We’ve had cockroach milk, grasshopper pasta, and insect vending machines. Now, meet the latest bug-based culinary delight to go viral – cricket bread!
A bakery in Finland is making loaves formed from crushed crickets, and despite turning stomachs online, the company swear it’s “delicious.”
Fazer Bakery’s new loaves contain roughly seventy dried crickets, which are ground into the flour.

The bakery imports the unique ingredient from the Netherlands, with the completed recipe offering more protein than “normal” varities.
Finland recently dropped its ban on the sale of insects as a food ingredient, allowing Fazer to start selling batches of its one-of-a-kind loaves.
In a statement, Markus Hellstrom, CEO of Fazer Bakery, said: “The crickets are in the form of flour and they have been ground as a whole cricket and then made into dough and then baked to a very delicious product.

While he told Cision: “We wanted to be in the forefront of food revolution.

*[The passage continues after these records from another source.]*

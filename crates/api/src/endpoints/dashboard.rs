//! Dashboard endpoint.

use axum::{Router, extract::State, routing::get};
use crimereport_common::AppResult;
use crimereport_core::Dashboard;

use crate::{extractors::AuthUser, middleware::AppState, response::ApiResponse};

/// Reports filed by the signed-in identity.
async fn dashboard(
    State(state): State<AppState>,
    AuthUser(user): AuthUser,
) -> AppResult<ApiResponse<Dashboard>> {
    let dashboard = state.dashboard_service.dashboard(Some(&user)).await?;
    Ok(ApiResponse::ok(dashboard))
}

/// Dashboard routes.
pub fn router() -> Router<AppState> {
    Router::new().route("/", get(dashboard))
}
//! Business logic services.

#![allow(missing_docs)]

pub mod backend;
pub mod dashboard;
pub mod identity_provider;
pub mod report;
pub mod report_form;
pub mod session;

pub use backend::{LocalReportBackend, ReportBackend};
pub use dashboard::{Dashboard, DashboardEntry, DashboardService, DashboardStats};
pub use identity_provider::{IdentityProvider, MockIdentityProvider};
pub use report::{ProgressStep, ReportService, SubmissionReceipt, TrackedReport};
pub use report_form::{NewReport, ReportForm};
pub use session::{LoginForm, RegisterForm, SessionManager, SignedIn};
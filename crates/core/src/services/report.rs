//! Report service: submission and lookup.

use std::sync::Arc;

use chrono::{DateTime, Utc};
use crimereport_common::{AppError, AppResult, FieldErrors};
use crimereport_db::entities::{Identity, Report, ReportStatus, StatusUpdate};
use serde::Serialize;

use crate::navigation::Navigation;
use crate::services::backend::ReportBackend;
use crate::services::report_form::ReportForm;

const REPORT_NOT_FOUND: &str = "Report not found. Please check your report ID and try again.";

/// A filed report and where the client goes next.
#[derive(Debug, Clone, Serialize)]
pub struct SubmissionReceipt {
    /// The report as stored.
    pub report: Report,
    /// Tracking view for the new report.
    pub next: Navigation,
}

/// One step of the lifecycle shown while tracking a report.
#[derive(Debug, Clone, PartialEq, Eq, Serialize)]
pub struct ProgressStep {
    /// Lifecycle step.
    pub status: ReportStatus,
    /// Display label of the step.
    pub label: &'static str,
    /// The report is at or past this step.
    pub reached: bool,
    /// The report is at exactly this step.
    pub current: bool,
    /// When the report entered this step, if that was recorded.
    #[serde(skip_serializing_if = "Option::is_none")]
    pub at: Option<DateTime<Utc>>,
}

/// Lifecycle progress of a report with the given status and recorded history.
///
/// A closed report has passed every step without being at any of them.
#[must_use]
pub fn progress(status: ReportStatus, timeline: &[StatusUpdate]) -> Vec<ProgressStep> {
    ReportStatus::TRACKED_STEPS
        .into_iter()
        .map(|step| ProgressStep {
            status: step,
            label: step.label(),
            reached: step <= status,
            current: step == status,
            at: timeline.iter().find(|u| u.status == step).map(|u| u.at),
        })
        .collect()
}

/// Result of a successful lookup.
#[derive(Debug, Clone, Serialize)]
#[serde(rename_all = "camelCase")]
pub struct TrackedReport {
    /// The report as stored.
    pub report: Report,
    /// Recorded status changes, oldest first.
    pub timeline: Vec<StatusUpdate>,
    /// One entry per lifecycle step.
    pub progress: Vec<ProgressStep>,
    /// Opened straight after submission.
    pub just_submitted: bool,
}

impl TrackedReport {
    fn new(report: Report, just_submitted: bool) -> Self {
        let timeline = report.timeline();
        let progress = progress(report.status, &timeline);
        Self {
            report,
            timeline,
            progress,
            just_submitted,
        }
    }
}

/// Report service for business logic.
#[derive(Clone)]
pub struct ReportService {
    backend: Arc<dyn ReportBackend>,
}

impl ReportService {
    /// Create a new report service.
    #[must_use]
    pub const fn new(backend: Arc<dyn ReportBackend>) -> Self {
        Self { backend }
    }

    /// Check a form without filing it.
    #[must_use]
    pub fn validate(&self, form: &ReportForm) -> FieldErrors {
        form.field_errors()
    }

    /// File a report.
    ///
    /// `submitter` is recorded as the owner of named reports only.
    pub async fn submit(
        &self,
        form: ReportForm,
        submitter: Option<&Identity>,
    ) -> AppResult<SubmissionReceipt> {
        let new_report = form.into_new_report(submitter)?;
        let report = self.backend.submit(new_report).await?;
        let next = Navigation::track(&report.id, true);
        Ok(SubmissionReceipt { report, next })
    }

    /// Look a report up by identifier.
    ///
    /// Surrounding whitespace is ignored; otherwise the match is exact.
    pub async fn track(&self, report_id: &str, just_submitted: bool) -> AppResult<TrackedReport> {
        let report_id = report_id.trim();
        if report_id.is_empty() {
            return Err(AppError::field("reportId", "Please enter a report ID"));
        }

        match self.backend.find(report_id).await? {
            Some(report) => Ok(TrackedReport::new(report, just_submitted)),
            None => {
                tracing::debug!(report_id, "Report lookup missed");
                Err(AppError::ReportNotFound(REPORT_NOT_FOUND.to_string()))
            }
        }
    }
}
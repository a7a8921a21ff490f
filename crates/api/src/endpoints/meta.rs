//! Meta endpoints.

#![allow(missing_docs)]

use axum::{Router, routing::get};
use crimereport_core::content::{self, HomeContent, NavLink};
use crimereport_db::entities::Identity;
use serde::Serialize;

use crate::{extractors::MaybeAuthUser, middleware::AppState, response::ApiResponse};

/// Server metadata response.
#[derive(Serialize)]
#[serde(rename_all = "camelCase")]
pub struct MetaResponse {
    pub name: &'static str,
    pub version: &'static str,
    pub user: Option<Identity>,
    pub nav: Vec<NavLink>,
    pub home: &'static HomeContent,
}

/// Get server metadata and home page content.
async fn meta(MaybeAuthUser(user): MaybeAuthUser) -> ApiResponse<MetaResponse> {
    ApiResponse::ok(MetaResponse {
        name: "CrimeReport",
        version: env!("CARGO_PKG_VERSION"),
        nav: content::nav_links(user.is_some()),
        user,
        home: content::home(),
    })
}

/// Categories offered by the report form.
async fn crime_types() -> ApiResponse<Vec<&'static str>> {
    ApiResponse::ok(content::crime_types())
}

pub fn router() -> Router<AppState> {
    Router::new()
        .route("/meta", get(meta))
        .route("/crime-types", get(crime_types))
}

We want to boost growth in the bread category with hand-made artisanal bread, also in the future.
“In the Fazer in-store bakeries, we can easily bake and test different kinds of novelties. The first-in-the-world Fazer Cricket Bread is a great example of this.”

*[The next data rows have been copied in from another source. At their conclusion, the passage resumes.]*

//! Static informational content: the home page and the emergency page.

#![allow(missing_docs)]

use crimereport_db::entities::CrimeType;
use serde::Serialize;

use crate::navigation::Route;

/// The number to call in an emergency.
pub const EMERGENCY_NUMBER: &str = "100";

/// A headline feature on the home page.
#[derive(Debug, Clone, Serialize)]
pub struct Feature {
    pub title: &'static str,
    pub description: &'static str,
}

/// A shortcut to one of the views.
#[derive(Debug, Clone, Serialize)]
pub struct QuickAction {
    pub title: &'static str,
    pub description: &'static str,
    pub route: Route,
}

/// A figure shown in the community impact section.
#[derive(Debug, Clone, Serialize)]
pub struct Statistic {
    pub value: &'static str,
    pub label: &'static str,
}

/// Home page content.
#[derive(Debug, Clone, Serialize)]
#[serde(rename_all = "camelCase")]
pub struct HomeContent {
    pub title: &'static str,
    pub tagline: &'static str,
    pub features: &'static [Feature],
    pub quick_actions: &'static [QuickAction],
    pub emergency_notice: &'static str,
    /// Marketing figures. They are fixed copy, not computed from stored reports.
    pub statistics: &'static [Statistic],
}

/// An emergency service line.
#[derive(Debug, Clone, Serialize)]
pub struct EmergencyContact {
    pub service: &'static str,
    pub number: &'static str,
    pub description: &'static str,
    pub available: &'static str,
}

/// A crisis support line. Some are reached by text rather than a number.
#[derive(Debug, Clone, Serialize)]
pub struct CrisisResource {
    pub name: &'static str,
    #[serde(skip_serializing_if = "Option::is_none")]
    pub number: Option<&'static str>,
    #[serde(skip_serializing_if = "Option::is_none")]
    pub contact: Option<&'static str>,
    pub description: &'static str,
    pub available: &'static str,
}

/// A titled list of short items.
#[derive(Debug, Clone, Serialize)]
pub struct Checklist {
    pub title: &'static str,
    pub items: &'static [&'static str],
}

/// Emergency page content.
#[derive(Debug, Clone, Serialize)]
#[serde(rename_all = "camelCase")]
pub struct EmergencyInfo {
    pub emergency_number: &'static str,
    pub alert: &'static str,
    pub services: &'static [EmergencyContact],
    pub crisis_resources: &'static [CrisisResource],
    pub safety_tips: &'static [Checklist],
    pub when_to_call: Checklist,
    pub when_non_emergency: Checklist,
}

static FEATURES: [Feature; 3] = [
    Feature {
        title: "Secure & Confidential",
        description: "Your reports are handled with the highest level of security and confidentiality.",
    },
    Feature {
        title: "24/7 Availability",
        description: "Report crimes anytime, anywhere. The system is available around the clock.",
    },
    Feature {
        title: "Anonymous Options",
        description: "Choose to report anonymously or provide contact information - the choice is yours.",
    },
];

static QUICK_ACTIONS: [QuickAction; 3] = [
    QuickAction {
        title: "File a Report",
        description: "Submit a detailed crime report with all relevant information",
        route: Route::Report,
    },
    QuickAction {
        title: "Track Your Report",
        description: "Check the status and updates on your submitted reports",
        route: Route::Track,
    },
    QuickAction {
        title: "In Case of Emergency",
        description: "If you are in immediate danger, call 100 immediately. This system is for non-emergency reporting.",
        route: Route::Emergency,
    },
];

static STATISTICS: [Statistic; 4] = [
    Statistic { value: "2,543", label: "Reports Submitted" },
    Statistic { value: "1,847", label: "Cases Resolved" },
    Statistic { value: "98%", label: "User Satisfaction" },
    Statistic { value: "24/7", label: "System Availability" },
];

static HOME: HomeContent = HomeContent {
    title: "Secure Crime Reporting System",
    tagline: "Report crimes safely and anonymously. Help law enforcement keep our community safe with fast, secure, and confidential incident reporting.",
    features: &FEATURES,
    quick_actions: &QUICK_ACTIONS,
    emergency_notice: "If you are in immediate danger or witnessing a crime in progress, call 100 immediately.",
    statistics: &STATISTICS,
};

static SERVICES: [EmergencyContact; 4] = [
    EmergencyContact {
        service: "Police Emergency",
        number: "100",
        description: "Immediate police response for crimes in progress",
        available: "24/7",
    },
    EmergencyContact {
        service: "Fire Department",
        number: "101",
        description: "Fire emergencies and hazardous situations",
        available: "24/7",
    },
    EmergencyContact {
        service: "Medical Emergency",
        number: "108",
        description: "Ambulance and emergency medical services",
        available: "24/7",
    },
    EmergencyContact {
        service: "Police Non-Emergency",
        number: "112",
        description: "Non-urgent police matters and general inquiries",
        available: "Daily 8AM-8PM",
    },
];

static CRISIS_RESOURCES: [CrisisResource; 4] = [
    CrisisResource {
        name: "National Suicide Prevention Lifeline",
        number: Some("1800-599-0019"),
        contact: None,
        description: "Toll-free 24x7 mental health and crisis support across India",
        available: "24/7",
    },
    CrisisResource {
        name: "Domestic Violence Hotline",
        number: Some("181"),
        contact: None,
        description: "National Women's Helpline (women in distress, including domestic violence)",
        available: "24/7",
    },
    CrisisResource {
        name: "Crisis Text Line",
        number: None,
        contact: Some("Text to 1800-599-0019"),
        description: "Crisis counseling via text message",
        available: "24/7",
    },
    CrisisResource {
        name: "Poison Control",
        number: Some("102/108"),
        contact: None,
        description: "Poison and overdose emergencies",
        available: "24/7",
    },
];

static SAFETY_TIPS: [Checklist; 4] = [
    Checklist {
        title: "Personal Safety",
        items: &[
            "Trust your instincts if something feels wrong",
            "Stay aware of your surroundings",
            "Keep emergency contacts easily accessible",
            "Let someone know your whereabouts",
        ],
    },
    Checklist {
        title: "Home Security",
        items: &[
            "Lock doors and windows when leaving",
            "Install adequate lighting around entrances",
            "Don't advertise valuables or vacations",
            "Consider a security system",
        ],
    },
    Checklist {
        title: "Online Safety",
        items: &[
            "Protect personal information online",
            "Use strong, unique passwords",
            "Be cautious with social media sharing",
            "Report suspicious online activity",
        ],
    },
    Checklist {
        title: "If You're a Victim",
        items: &[
            "Prioritize your safety above all else",
            "Preserve evidence when possible",
            "Report the crime as soon as it's safe",
            "Seek support from friends, family, or counselors",
        ],
    },
];

static EMERGENCY: EmergencyInfo = EmergencyInfo {
    emergency_number: EMERGENCY_NUMBER,
    alert: "If you are in immediate danger or witnessing a crime in progress, call 100 now.",
    services: &SERVICES,
    crisis_resources: &CRISIS_RESOURCES,
    safety_tips: &SAFETY_TIPS,
    when_to_call: Checklist {
        title: "When to Call 100",
        items: &[
            "Someone is seriously injured or in danger",
            "A crime is happening right now",
            "You see a fire or hazardous situation",
            "Someone is threatening you or others",
        ],
    },
    when_non_emergency: Checklist {
        title: "When to Use Non-Emergency",
        items: &[
            "Report a crime that already happened",
            "File a report for insurance purposes",
            "Ask questions about police services",
            "Report suspicious but non-threatening activity",
        ],
    },
};

/// A link in the navigation bar.
#[derive(Debug, Clone, Copy, PartialEq, Eq, Serialize)]
pub struct NavLink {
    pub label: &'static str,
    pub route: Route,
}

const fn link(label: &'static str, route: Route) -> NavLink {
    NavLink { label, route }
}

/// Navigation bar links. Signed-in visitors see their dashboard instead of
/// the login and register links.
#[must_use]
pub fn nav_links(signed_in: bool) -> Vec<NavLink> {
    let mut links = vec![
        link("Home", Route::Home),
        link("Report Crime", Route::Report),
        link("Track Report", Route::Track),
        link("Emergency", Route::Emergency),
    ];
    if signed_in {
        links.push(link("Dashboard", Route::Dashboard));
    } else {
        links.push(link("Login", Route::Login));
        links.push(link("Register", Route::Register));
    }
    links
}

/// Home page content.
#[must_use]
pub fn home() -> &'static HomeContent {
    &HOME
}

/// Emergency page content.
#[must_use]
pub fn emergency() -> &'static EmergencyInfo {
    &EMERGENCY
}

/// Categories offered by the submission form.
#[must_use]
pub fn crime_types() -> Vec<&'static str> {
    CrimeType::ALL.iter().map(|t| t.as_str()).collect()
}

Despite the grossed-out reaction to the new product on social media, in which one Twitter user described the idea as “disgusting,” eating insects is actually fairly common outside of the Western Hemisphere.

Roughly two billion people around the globe eat insects, including China, Thailand, Japan, and Australia, as they are a good source of vitamin B12, calcium, iron and fatty acids.
Still, many people took to the web to make their feelings on the subject known.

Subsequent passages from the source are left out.